So
on Tuesday I had my head examined. A CT scan was done on my brain.
The
results were normal.
Which
I found to be a bit disappointing. I’ve lived with this brain almost my whole
life and the last word I would ever expected to be applied in description of it
would be the word “normal”.
My
brain is normal? Honestly, I’m offended.
Anyway,
no blood clots floating around up there to account for why I had a stroke back
in January. I think the reason for my stroke is the same reason why it didn’t
kill me: dumb luck or divine intervention. Take your pick. I really think it’s
time to move on from this quandary. So far, my neorologist’s efforts to locate
the source of my stroke have been for naught except to insult me.
“Normal”
brain? Really? As if!
Let
me tell you what embarrassing thing my “normal” brain got me into on Sunday.
My
wife Andrea, daughter Randie and I made a quick excursion from the Fortress of
Ineptitude – South to the beach. After an hour on the sand and in the surf, we
had all we can stand of the beach. My eyes are super sensitive to salt water
and the waves kept laying the smack down on Randie. And the ocean smelled funny. So
we staggered back to our car to get some lunch.
Our
favorite place to eat at the beach is Friendly’s. It’s a chain restaurant with
some pretty good burgers and even better ice cream. There are Friendly’s
elsewhere but Randie insists we should only eat at the locations at the beach.
(ACD much?) Well, it was the highlight of our beach excursion: my eye weren’t
stinging, Randie wasn’t getting slapped down to the ocean floor and nothing
smelled funny.
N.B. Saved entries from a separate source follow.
//! crates/l4c/src/record.rs
//! Record prefix rendering.
//!
//! Every record starts with the same fixed prefix:
//!
//! ```text
//! <timestamp> [<pid>] <name> <SEVERITY>[<suppressed>]: <context><message>
//! ```
//!
//! The field order and the bracketed suppressed count are relied upon by log
//! parsers downstream, so they never vary. Only the timestamp rendering and
//! the optional context text are selectable through [`RecordStyle`].

use std::fmt;
use std::time::SystemTime;

use time::format_description::FormatItem;
use time::macros::format_description;
use time::{OffsetDateTime, UtcOffset};

use crate::clock::unix_seconds;
use crate::severity::Severity;

const LOCAL_TIMESTAMP_FORMAT: &[FormatItem<'static>] =
    format_description!("[year]-[month]-[day] [hour]:[minute]:[second]");

/// How the leading timestamp of a record is rendered.
#[derive(Clone, Copy, Debug, Default, Eq, Hash, PartialEq)]
#[cfg_attr(feature = "serde", derive(serde::Serialize, serde::Deserialize))]
#[cfg_attr(feature = "serde", serde(rename_all = "snake_case"))]
pub enum TimestampFormat {
    /// Seconds since the Unix epoch with microsecond precision, e.g. `1700000000.250000`.
    #[default]
    Epoch,
    /// Local wall-clock time, e.g. `2023-11-14 22:13:20`.
    Local,
    /// Epoch seconds followed by local wall-clock time.
    EpochAndLocal,
}

/// Per-call rendering options for a record.
///
/// # Examples
///
/// ```
/// use l4c::{RecordStyle, TimestampFormat};
///
/// let style = RecordStyle::new()
///     .timestamp(TimestampFormat::Local)
///     .context("conn 42: ");
/// assert_eq!(style.context, Some("conn 42: "));
/// ```
#[derive(Clone, Copy, Debug, Default, Eq, PartialEq)]
pub struct RecordStyle<'a> {
    /// Timestamp rendering.
    pub timestamp: TimestampFormat,
    /// Text inserted between the prefix and the message.
    pub context: Option<&'a str>,
}

impl<'a> RecordStyle<'a> {
    /// Epoch timestamps and no context.
    pub const fn new() -> Self {
        Self {
            timestamp: TimestampFormat::Epoch,
            context: None,
        }
    }

    /// Selects the timestamp rendering.
    pub const fn timestamp(mut self, timestamp: TimestampFormat) -> Self {
        self.timestamp = timestamp;
        self
    }

    /// Sets the context text.
    pub const fn context(mut self, context: &'a str) -> Self {
        self.context = Some(context);
        self
    }
}

/// The fixed prefix of one record.
pub(crate) struct RecordHeader<'a> {
    pub(crate) now: SystemTime,
    pub(crate) pid: u32,
    pub(crate) name: &'a str,
    pub(crate) severity: Severity,
    pub(crate) suppressed: u32,
    pub(crate) style: &'a RecordStyle<'a>,
}

impl fmt::Display for RecordHeader<'_> {
    fn fmt(&self, f: &mut fmt::Formatter<'_>) -> fmt::Result {
        match self.style.timestamp {
            TimestampFormat::Epoch => write!(f, "{:.6}", unix_seconds(self.now))?,
            TimestampFormat::Local => f.write_str(&local_timestamp(self.now))?,
            TimestampFormat::EpochAndLocal => write!(
                f,
                "{:.6} {}",
                unix_seconds(self.now),
                local_timestamp(self.now)
            )?,
        }
        write!(
            f,
            " [{}] {} {}[{}]: ",
            self.pid, self.name, self.severity, self.suppressed
        )?;
        if let Some(context) = self.style.context {
            f.write_str(context)?;
        }
        Ok(())
    }
}

/// Renders `at` in the local offset, or UTC when the offset is unknown.
fn local_timestamp(at: SystemTime) -> String {
    let offset = UtcOffset::current_local_offset().unwrap_or(UtcOffset::UTC);
    OffsetDateTime::from(at)
        .to_offset(offset)
        .format(LOCAL_TIMESTAMP_FORMAT)
        .unwrap_or_else(|_| "1970-01-01 00:00:00".to_owned())
}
So let’s call that a win.
But
then: trouble!
Our
car wouldn’t start.
As
I’ve noted before, Randie has been driving a lot lately and getting much better
at it. To be honest, I’m kind of getting spoiled to being driven around. For
this trip, I was in the back seat; for longer rides, Andrea gets car sick riding
in the back. Me, I’m Ok with it. I’m just chillin’ back there. I even had comic
books to read; it was like being a kid again.
But
as we were getting ready to leave the Friendly’s parking lot, our good feelings
were dashed when the car wouldn’t start. As the resident man, I did what a man
is supposed to. I got out and popped the hood. I stared intensely at the
engine.
Which
marks the full extent of my automotive skills. The nice big friendly button
marked “Push me to make car go” could not be found.
At
this moment, a nice couple approached their vehicle next to our car. The man
asked if we needed help.
Now,
bless him,, he’s just trying to be helpful. But who stands in front of their
car, staring forelornly at the engine for fun? I resisted the urge to be
sarcastic. I mean, I’m standing there looking for a nice big friendly button
marked “Push me to make car go”. Who am I to judge? So I said, “Yeah, the car
won’t start.”
To
his credit, this guy resisted any urge to be a smart ass and say, “I didn’t think
you were standing there for fun.” No, he asked if I needed to be jumped off. And
I resisted the urge to reply, “Only if you buy me a couple of drinks first,
sailor.” No, I said that would be helpful, adding, “I have jumper cables.” The
guy noted he too had jumper cables. Maybe so but I’m trying to contribute
something here. So I opened the trunk. “Jumper cables? Jumper cables? Jumper
cables? Oh, there they are.”
OK,
I’m not that clueless. I do have a (gasp!) a normal brain. I do know what
jumper cables look like.
So
I bring out my cables and begin to affix the clamps to my battery posts. Jump cable
clamps are notoriously hard to open. For me, anyway. With both hands, I managed
to get one of the clamps opened and
barely grasping one of the posts. The guy helping me reaches in with one hand
(ONE hand) and affixes the clamp more firmly to the battery post. My wrists are
still sore from struggling with that damn clamp and it this guy opens the clamp
with one hand.
Meanwhile,
my daughter is sitting behind the wheel, mortified that this car problem has
happened on her watch. The guy tells her to crank the car. Miranda notes that
the key isn’t coming out of the ignition. This prompts our helper to observe
that the car is not in park but in drive.
A
car will not start while it’s in drive.
How
the car wound up in drive before Randie started the car, well, it’s complicated
but suffice to say that Randie was even more embarrassed. And I’m not feeling
too good about this myself. Why didn’t I piece this together myself? Randie felt
incredibly stupid in front of this guy but hell, she's just starting to learn
to drive. I’ve been driving for 4 decades; how do you think this made me look?
“Normal”
brain? Really? As if!
And
I’m so glad my suffering amuses you.